Once transplant became inevitable, Zane’s father Kirk said he had no doubt about donating one of his kidneys to his son. “If I can do this, I want to be the one to do it,” he said. “We had a tremendous support system and family and friends were willing to get tested. I love them all, and I appreciate them all, but I wasn’t going to let anybody do it if I could do it.”

Kirk underwent many tests to see if he would be a compatible donor. A list of criteria on the National Kidney Foundation website describes the blood and tissue screening that would help Zane’s care team find the best match. Living donors, like Kirk wanted to be, also get tests that show how well they can handle the physical and emotional stress of donating.

By mid-2019, the care team knew Kirk was a compatible match, but there was one problem: his weight. “[Brandy and I] put ourselves and our personal health on the back burner for a long time because we put so much focus on Zane and the endless stays in the hospital and trying to keep life normal for our daughter,” he said.

Excess weight, especially around the abdomen, makes the surgery to remove the kidney more challenging and increases the risk of bleeding, infection, and other complications in donors. Kirk had been an athlete in his younger days, so he believed he could get back in shape. “I had to kick it into high gear and start working out every day, eating right and taking care of myself.”

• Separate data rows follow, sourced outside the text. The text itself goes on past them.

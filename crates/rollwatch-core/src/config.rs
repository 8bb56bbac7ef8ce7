//! rollwatch.toml configuration parser.

use std::path::Path;
use std::time::Duration;

use serde::{Deserialize, Serialize};

use crate::duration::{format_duration, serde_str};
use crate::error::{ConfigError, ConfigResult};

/// Minimum time a restarted process must stay up before it counts.
pub const DEFAULT_STABILIZATION: Duration = Duration::from_secs(10);
/// Delay between two restart polls.
pub const DEFAULT_POLL_INTERVAL: Duration = Duration::from_secs(5);
/// How long to keep polling after the mutation completed.
pub const DEFAULT_DEADLINE: Duration = Duration::from_secs(120);

#[derive(Debug, Clone, PartialEq, Serialize, Deserialize)]
pub struct RollwatchConfig {
    pub fleet: FleetConfig,
    #[serde(default)]
    pub restart: RestartConfig,
}

#[derive(Debug, Clone, PartialEq, Serialize, Deserialize)]
pub struct FleetConfig {
    /// Label selector matching the fleet, e.g. `component=kube-scheduler`.
    pub selector: String,
    /// Namespace to query. All namespaces when unset.
    #[serde(default, skip_serializing_if = "Option::is_none")]
    pub namespace: Option<String>,
    /// kubectl binary used by the kubectl fleet adapter.
    #[serde(default = "default_kubectl")]
    pub kubectl: String,
    /// kube context passed as `--context`.
    #[serde(default, skip_serializing_if = "Option::is_none")]
    pub context: Option<String>,
}

/// Restart tracking knobs.
#[derive(Debug, Clone, PartialEq, Serialize, Deserialize)]
pub struct RestartConfig {
    /// Capture a baseline and wait for the fleet to restart around the mutation.
    #[serde(default = "default_wait")]
    pub wait: bool,
    #[serde(default = "default_stabilization", with = "serde_str")]
    pub stabilization: Duration,
    #[serde(default = "default_poll_interval", with = "serde_str")]
    pub poll_interval: Duration,
    #[serde(default = "default_deadline", with = "serde_str")]
    pub deadline: Duration,
}

impl Default for RestartConfig {
    fn default() -> Self {
        Self {
            wait: default_wait(),
            stabilization: DEFAULT_STABILIZATION,
            poll_interval: DEFAULT_POLL_INTERVAL,
            deadline: DEFAULT_DEADLINE,
        }
    }
}

impl RestartConfig {
    /// Same timings with restart tracking switched off.
    pub fn without_wait(self) -> Self {
        Self {
            wait: false,
            ..self
        }
    }

    /// A deadline shorter than one poll interval is allowed: the wait still
    /// performs a single poll.
    ///
    /// Durations must be whole milliseconds, the finest unit the file format
    /// can hold.
    pub fn validate(&self) -> ConfigResult<()> {
        for (field, d) in [
            ("restart.stabilization", self.stabilization),
            ("restart.poll_interval", self.poll_interval),
            ("restart.deadline", self.deadline),
        ] {
            if d.subsec_nanos() % 1_000_000 != 0 {
                return Err(ConfigError::Invalid {
                    field,
                    reason: format!("{d:?} is not a whole number of milliseconds"),
                });
            }
        }
        if self.poll_interval.is_zero() {
            return Err(ConfigError::Invalid {
                field: "restart.poll_interval",
                reason: "must be greater than zero".to_string(),
            });
        }
        Ok(())
    }
}

fn default_wait() -> bool {
    true
}

fn default_kubectl() -> String {
    "kubectl".to_string()
}

fn default_stabilization() -> Duration {
    DEFAULT_STABILIZATION
}

fn default_poll_interval() -> Duration {
    DEFAULT_POLL_INTERVAL
}

fn default_deadline() -> Duration {
    DEFAULT_DEADLINE
}

impl RollwatchConfig {
    pub fn from_file(path: &Path) -> ConfigResult<Self> {
        let content = std::fs::read_to_string(path).map_err(|source| ConfigError::Read {
            path: path.to_path_buf(),
            source,
        })?;
        Self::from_toml_str(&content)
    }

    pub fn from_toml_str(content: &str) -> ConfigResult<Self> {
        let config: RollwatchConfig = toml::from_str(content)?;
        config.validate()?;
        Ok(config)
    }

    pub fn validate(&self) -> ConfigResult<()> {
        if self.fleet.selector.trim().is_empty() {
            return Err(ConfigError::Invalid {
                field: "fleet.selector",
                reason: "must not be empty".to_string(),
            });
        }
        self.restart.validate()
    }

    pub fn to_toml_string(&self) -> ConfigResult<String> {
        self.restart.validate()?;
        Ok(toml::to_string_pretty(self)?)
    }

    pub fn write_to(&self, path: &Path) -> ConfigResult<()> {
        let content = self.to_toml_string()?;
        std::fs::write(path, content).map_err(|source| ConfigError::Write {
            path: path.to_path_buf(),
            source,
        })
    }

    /// Scaffold a config with reference timings for the given selector.
    pub fn scaffold(selector: &str) -> Self {
        RollwatchConfig {
            fleet: FleetConfig {
                selector: selector.to_string(),
                namespace: None,
                kubectl: default_kubectl(),
                context: None,
            },
            restart: RestartConfig::default(),
        }
    }

    /// One-line summary of the restart timings, for logs.
    pub fn timing_summary(&self) -> String {
        format!(
            "stabilization={} poll_interval={} deadline={}",
            format_duration(self.restart.stabilization),
            format_duration(self.restart.poll_interval),
            format_duration(self.restart.deadline),
        )
    }
}

#[cfg(test)]
mod tests {
    use super::*;

    #[test]
    fn test_scaffold() {
        let config = RollwatchConfig::scaffold("component=kube-scheduler");
        let toml_str = config.to_toml_string().unwrap();
        assert!(toml_str.contains("component=kube-scheduler"));
        assert!(toml_str.contains("stabilization = \"10s\""));
        assert!(toml_str.contains("deadline = \"2m\""));
        assert!(!toml_str.contains("namespace"));
    }

    #[test]
    fn test_parse_minimal_uses_reference_timings() {
        let toml_str = r#"
[fleet]
selector = "component=kube-scheduler"
"#;
        let config = RollwatchConfig::from_toml_str(toml_str).unwrap();
        assert_eq!(config.fleet.kubectl, "kubectl");
        assert!(config.restart.wait);
        assert_eq!(config.restart.stabilization, Duration::from_secs(10));
        assert_eq!(config.restart.poll_interval, Duration::from_secs(5));
        assert_eq!(config.restart.deadline, Duration::from_secs(120));
    }

    #[test]
    fn test_parse_overrides() {
        let toml_str = r#"
[fleet]
selector = "app=patcher"
namespace = "kube-system"
context = "kind-e2e"

[restart]
wait = false
stabilization = "500ms"
poll_interval = 1
deadline = "3m"
"#;
        let config = RollwatchConfig::from_toml_str(toml_str).unwrap();
        assert_eq!(config.fleet.namespace.as_deref(), Some("kube-system"));
        assert_eq!(config.fleet.context.as_deref(), Some("kind-e2e"));
        assert!(!config.restart.wait);
        assert_eq!(config.restart.stabilization, Duration::from_millis(500));
        assert_eq!(config.restart.poll_interval, Duration::from_secs(1));
        assert_eq!(config.restart.deadline, Duration::from_secs(180));
    }

    #[test]
    fn test_bad_duration_is_parse_error() {
        let toml_str = r#"
[fleet]
selector = "app=x"

[restart]
deadline = "forever"
"#;
        let err = RollwatchConfig::from_toml_str(toml_str).unwrap_err();
        assert!(matches!(err, ConfigError::Parse(_)));
        assert!(err.to_string().contains("forever"));
    }

    #[test]
    fn test_zero_poll_interval_rejected() {
        let toml_str = r#"
[fleet]
selector = "app=x"

[restart]
poll_interval = "0s"
"#;
        let err = RollwatchConfig::from_toml_str(toml_str).unwrap_err();
        assert!(matches!(
            err,
            ConfigError::Invalid {
                field: "restart.poll_interval",
                ..
            }
        ));
    }

    #[test]
    fn test_empty_selector_rejected() {
        let err = RollwatchConfig::from_toml_str("[fleet]\nselector = \"  \"\n").unwrap_err();
        assert!(matches!(
            err,
            ConfigError::Invalid {
                field: "fleet.selector",
                ..
            }
        ));
    }

    #[test]
    fn test_write_and_reload() {
        let dir = tempfile::tempdir().unwrap();
        let path = dir.path().join("rollwatch.toml");
        let mut config = RollwatchConfig::scaffold("app=patcher");
        config.restart.poll_interval = Duration::from_millis(250);
        config.write_to(&path).unwrap();

        let loaded = RollwatchConfig::from_file(&path).unwrap();
        assert_eq!(loaded, config);
    }

    #[test]
    fn test_sub_millisecond_duration_rejected() {
        let mut config = RollwatchConfig::scaffold("app=x");
        config.restart.stabilization = Duration::from_micros(1500);

        let err = config.validate().unwrap_err();
        assert!(matches!(
            err,
            ConfigError::Invalid {
                field: "restart.stabilization",
                ..
            }
        ));
        // Writing it out would lose the 500us, so that is refused too.
        assert!(config.to_toml_string().is_err());

        config.restart.stabilization = Duration::from_millis(1500);
        assert!(config.to_toml_string().unwrap().contains("stabilization = \"1500ms\""));
    }

    #[test]
    fn test_missing_file() {
        let err = RollwatchConfig::from_file(Path::new("/nonexistent/rollwatch.toml")).unwrap_err();
        assert!(matches!(err, ConfigError::Read { .. }));
    }
}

Zane’s name was added to the United Network for Organ Sharing, the national registry of deceased donors in case Kirk couldn’t lose enough weight and to increase the chances of finding the best match.

While Kirk was working out, Brandy learned about peritoneal dialysis (PD), a process that uses the lining of the belly (peritoneum) to filter the blood inside the body. She learned how to operate the PD machine and make Zane’s bedroom as safe and sterile as a hospital room. Every night for almost a year, she connected her son to the PD machine that would clean his blood while he slept.

Zane had both kidneys removed in October 2019 in preparation for his transplant in early 2020. By January 2020, Kirk had lost 60 pounds and was approved as a donor.

Kidney Transplant "Kidneyversary"

Just a few weeks before the country shut down in response to the COVID-19 pandemic, Brandy and Zane waited at Arkansas Children’s Hospital while Kirk had his kidney removed across town at UAMS. “It was nerve-racking because I couldn’t be in two places at once,” Brandy said.

On February 25, 2020, Zane received his father’s kidney. Every year since, the Westbrooks have celebrated their “kidneyversary” by donating toys to ACH. Zane requested the toy drive and donation because the toys given to him during his many hospital visits helped keep his spirits up.

Nowadays, he loves playing baseball and chess and is allowed to eat chocolate again. Monthly visits to ACH are part of his routine follow-up care.

Zane's Journey Through Nephrotic Syndrome and the Gift of Life

Born healthy, Zane's journey took an unexpected turn when he was diagnosed with a rare kidney condition. Despite the challenges, the Westbrook family persevered, supported by the Nephrology team at Arkansas Children’s Hospital (ACH).